Configuration
All settings are provided as environment variables. Nested configuration models use __ as the delimiter.
Root (SECRETARY_)
| Variable |
Required |
Default |
Description |
SECRETARY_SECRET_KEY |
✅ |
— |
Random string (≥ 32 chars) used to sign JWT session tokens. Generate with openssl rand -hex 32. |
SECRETARY_API_TOKEN |
|
null |
Static bearer token required on /api/webhook/paperless. If unset, the webhook is unauthenticated. |
SECRETARY_RULES_DIR |
|
./rules.d |
Path to the directory containing YAML rule files. |
Paperless-ngx (SECRETARY_PAPERLESS__)
| Variable |
Required |
Default |
Description |
SECRETARY_PAPERLESS__URL |
✅ |
— |
Base URL of your Paperless-ngx instance, e.g. https://paperless.example.com. |
SECRETARY_PAPERLESS__TOKEN |
✅ |
— |
Paperless-ngx REST API token. |
SECRETARY_PAPERLESS__SSL_VERIFY |
|
true |
Set to false to disable TLS certificate verification (self-signed certs). |
SECRETARY_PAPERLESS__DEFAULT_PAGE_SIZE |
|
500 |
Page size used for list API calls. |
SECRETARY_PAPERLESS__BATCH_CONCURRENCY |
|
10 |
Maximum number of concurrent Paperless API requests during batch runs. |
SECRETARY_PAPERLESS__NOTE_HEADER |
|
**Processing Notes** |
Markdown header prepended when Secretary appends notes to a document. |
SECRETARY_PAPERLESS__NOTE_ITEM_FORMAT |
|
* {note} |
Format string for individual note items. {note} is replaced by the note text. |
Webserver (SECRETARY_WEBSERVER__)
| Variable |
Required |
Default |
Description |
SECRETARY_WEBSERVER__HOST |
|
0.0.0.0 |
Bind host for the uvicorn process. |
SECRETARY_WEBSERVER__PORT |
|
7777 |
Bind port for the uvicorn process (inside the container). |
SECRETARY_WEBSERVER__BASE_PATH |
|
/ |
URL base path. Useful when hosting Secretary under a sub-path behind a reverse proxy, e.g. /secretary/. |
SECRETARY_WEBSERVER__ACCESS_LOG |
|
true |
Enable the uvicorn HTTP access log. |
SECRETARY_WEBSERVER__WS_LOG |
|
true |
Enable the websockets library log. |
SECRETARY_WEBSERVER__ADMIN_USERNAME |
|
null |
Web UI admin username.
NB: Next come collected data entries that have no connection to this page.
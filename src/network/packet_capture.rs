use pcap_file::pcap::PcapReader;
use pcap_file::DataLink;
use pnet::packet::ethernet::{EtherType, EtherTypes, EthernetPacket};
use pnet::packet::ipv4::Ipv4Packet;
use pnet::packet::ipv6::Ipv6Packet;
use pnet::packet::vlan::VlanPacket;
use std::fs::File;
use std::io::BufReader;
use std::net::IpAddr;
use std::ops::Range;
use std::path::{Path, PathBuf};
use log::{debug, info};
use serde::{Deserialize, Serialize};
use super::address::{Address, Coordinates};
use crate::{Result, TrackerError};

const IPV4_SOURCE: Range<usize> = 12..16;
const IPV4_DESTINATION: Range<usize> = 16..20;
const IPV6_SOURCE: Range<usize> = 8..24;
const IPV6_DESTINATION: Range<usize> = 24..40;

/// Source and destination of one captured IP frame.
#[derive(Debug, Clone, PartialEq, Serialize, Deserialize)]
pub struct Packet {
    source: Address,
    destination: Address,
}

impl Packet {
    pub fn new(source: Address, destination: Address) -> Self {
        Self { source, destination }
    }

    pub fn source(&self) -> &Address {
        &self.source
    }

    pub fn destination(&self) -> &Address {
        &self.destination
    }

    pub(crate) fn endpoints_mut(&mut self) -> [&mut Address; 2] {
        [&mut self.source, &mut self.destination]
    }

    /// Both endpoints have been through localization.
    pub fn is_localized(&self) -> bool {
        self.source.location().is_some() && self.destination.location().is_some()
    }

    /// `(source, destination)` coordinates when both endpoints were found.
    pub fn coordinates(&self) -> Option<(Coordinates, Coordinates)> {
        Some((self.source.coordinates()?, self.destination.coordinates()?))
    }
}

/// Packets of one capture, in capture order.
#[derive(Debug, Clone, Default, PartialEq, Serialize, Deserialize)]
#[serde(transparent)]
pub struct PacketCollection {
    packets: Vec<Packet>,
}

#[derive(Debug, Clone, Copy, PartialEq, Eq)]
enum LinkType {
    Ethernet,
    RawIp,
}

#[derive(Debug, Clone, Copy, PartialEq, Eq)]
enum IpVersion {
    V4,
    V6,
}

impl PacketCollection {
    pub fn new(packets: Vec<Packet>) -> Self {
        Self { packets }
    }

    /// Reads a pcap file and keeps one [`Packet`] per IP frame.
    pub fn parse<P: AsRef<Path>>(path: P) -> Result<Self> {
        let path = path.as_ref();
        if !path.exists() {
            return Err(TrackerError::NotFound(path.to_path_buf()));
        }

        let file = File::open(path)?;
        let mut reader = PcapReader::new(BufReader::new(file))?;
        let link = match reader.header().datalink {
            DataLink::ETHERNET => LinkType::Ethernet,
            DataLink::RAW | DataLink::IPV4 | DataLink::IPV6 => LinkType::RawIp,
            other => return Err(TrackerError::UnsupportedLinkType(format!("{:?}", other))),
        };

        let mut packets = Vec::new();
        let mut frame_count = 0usize;

        while let Some(frame) = reader.next_packet() {
            let frame = frame?;
            frame_count += 1;

            match parse_frame(link, &frame.data)? {
                Some(packet) => packets.push(packet),
                None => debug!("Dropping non-IP frame #{}", frame_count),
            }
        }

        info!(
            "Parsed {}: {} frames, {} IP packets",
            path.display(),
            frame_count,
            packets.len()
        );

        Ok(Self { packets })
    }

    /// Runs [`PacketCollection::parse`] on the blocking thread pool.
    pub async fn parse_async(path: PathBuf) -> Result<Self> {
        tokio::task::spawn_blocking(move || Self::parse(path))
            .await
            .map_err(|e| TrackerError::Task(format!("Capture parsing task failed: {}", e)))?
    }

    pub fn packets(&self) -> &[Packet] {
        &self.packets
    }

    pub fn iter(&self) -> std::slice::Iter<'_, Packet> {
        self.packets.iter()
    }

    pub(crate) fn iter_mut(&mut self) -> std::slice::IterMut<'_, Packet> {
        self.packets.iter_mut()
    }

    pub fn len(&self) -> usize {
        self.packets.len()
    }

    pub fn is_empty(&self) -> bool {
        self.packets.is_empty()
    }

    /// Number of packets with both endpoints resolved to coordinates.
    pub fn resolved_count(&self) -> usize {
        self.packets.iter().filter(|p| p.coordinates().is_some()).count()
    }
}

impl FromIterator<Packet> for PacketCollection {
    fn from_iter<I: IntoIterator<Item = Packet>>(iter: I) -> Self {
        Self::new(iter.into_iter().collect())
    }
}

impl<'a> IntoIterator for &'a PacketCollection {
    type Item = &'a Packet;
    type IntoIter = std::slice::Iter<'a, Packet>;

    fn into_iter(self) -> Self::IntoIter {
        self.packets.iter()
    }
}

fn parse_frame(link: LinkType, data: &[u8]) -> Result<Option<Packet>> {
    let (version, payload) = match link {
        LinkType::Ethernet => match ethernet_payload(data) {
            Some((ethertype, payload)) if ethertype == EtherTypes::Ipv4 => (IpVersion::V4, payload),
            Some((ethertype, payload)) if ethertype == EtherTypes::Ipv6 => (IpVersion::V6, payload),
            _ => return Ok(None),
        },
        LinkType::RawIp => match data.first().map(|b| b >> 4) {
            Some(4) => (IpVersion::V4, data),
            Some(6) => (IpVersion::V6, data),
            _ => return Ok(None),
        },
    };

    let (source, destination) = match version {
        IpVersion::V4 => {
            if Ipv4Packet::new(payload).is_none() {
                return Err(TrackerError::Decode(format!(
                    "truncated IPv4 header ({} bytes)",
                    payload.len()
                )));
            }
            (&payload[IPV4_SOURCE], &payload[IPV4_DESTINATION])
        }
        IpVersion::V6 => {
            if Ipv6Packet::new(payload).is_none() {
                return Err(TrackerError::Decode(format!(
                    "truncated IPv6 header ({} bytes)",
                    payload.len()
                )));
            }
            (&payload[IPV6_SOURCE], &payload[IPV6_DESTINATION])
        }
    };

    Ok(Some(Packet::new(
        Address::new(decode_address(source)?),
        Address::new(decode_address(destination)?),
    )))
}

/// Ethertype and payload of an Ethernet frame, looking through one 802.1Q tag.
fn ethernet_payload(data: &[u8]) -> Option<(EtherType, &[u8])> {
    let ethernet = EthernetPacket::new(data)?;
    let mut ethertype = ethernet.get_ethertype();
    let mut offset = EthernetPacket::minimum_packet_size();

    if ethertype == EtherTypes::Vlan {
        let vlan = VlanPacket::new(&data[offset..])?;
        ethertype = vlan.get_ethertype();
        offset += VlanPacket::minimum_packet_size();
    }

    Some((ethertype, &data[offset..]))
}

/// Decodes a raw address field, trying IPv4 first and IPv6 second.
pub fn decode_address(bytes: &[u8]) -> Result<IpAddr> {
    if let Ok(octets) = <[u8; 4]>::try_from(bytes) {
        return Ok(IpAddr::from(octets));
    }
    if let Ok(octets) = <[u8; 16]>::try_from(bytes) {
        return Ok(IpAddr::from(octets));
    }
    Err(TrackerError::Decode(format!(
        "{} byte address field is neither IPv4 nor IPv6",
        bytes.len()
    )))
}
Both username and password must be set to enable login. |
SECRETARY_WEBSERVER__ADMIN_PASSWORD |
|
null |
Web UI admin password. |
SECRETARY_WEBSERVER__SESSION_MAX_AGE |
|
604800 |
JWT session cookie lifetime in seconds (default: 7 days). |
MQTT (SECRETARY_MQTT__)
| Variable |
Required |
Default |
Description |
SECRETARY_MQTT__ENABLED |
|
false |
Enable the MQTT entrypoint. |
SECRETARY_MQTT__HOST |
|
127.0.0.1 |
MQTT broker hostname or IP. |
SECRETARY_MQTT__PORT |
|
1883 |
MQTT broker port. |
SECRETARY_MQTT__USERNAME |
|
null |
MQTT broker username. |
SECRETARY_MQTT__PASSWORD |
|
null |
MQTT broker password. |
SECRETARY_MQTT__TLS |
|
false |
Enable TLS for the MQTT connection. |
SECRETARY_MQTT__RUN_TOPIC |
|
secretary/run |
Topic Secretary subscribes to for incoming run-trigger messages. |
SECRETARY_MQTT__RESULT_TOPIC |
|
secretary/result |
Topic Secretary publishes execution results to. |
Database (SECRETARY_DB__)
| Variable |
Required |
Default |
Description |
SECRETARY_DB__SQLITE_PATH |
|
./secretary.db |
Path to the SQLite database file used for execution history. |
SECRETARY_DB__PURGE_INTERVAL_HOURS |
|
1 |
How often (in hours) to run the automatic history purge job. |
SECRETARY_DB__DRY_RUN_RETENTION_HOURS |
|
24 |
How long (in hours) to retain dry-run execution records. |
SECRETARY_DB__EXECUTION_RETENTION_HOURS |
|
336 |
How long (in hours) to retain real execution records (default: 14 days). |
Example: behind a reverse proxy sub-path
If you expose Secretary at https://my-server.example.com/secretary/, set:
environment:
SECRETARY_WEBSERVER__BASE_PATH: "/secretary/"
nginx or Traefik must strip or forward the prefix accordingly.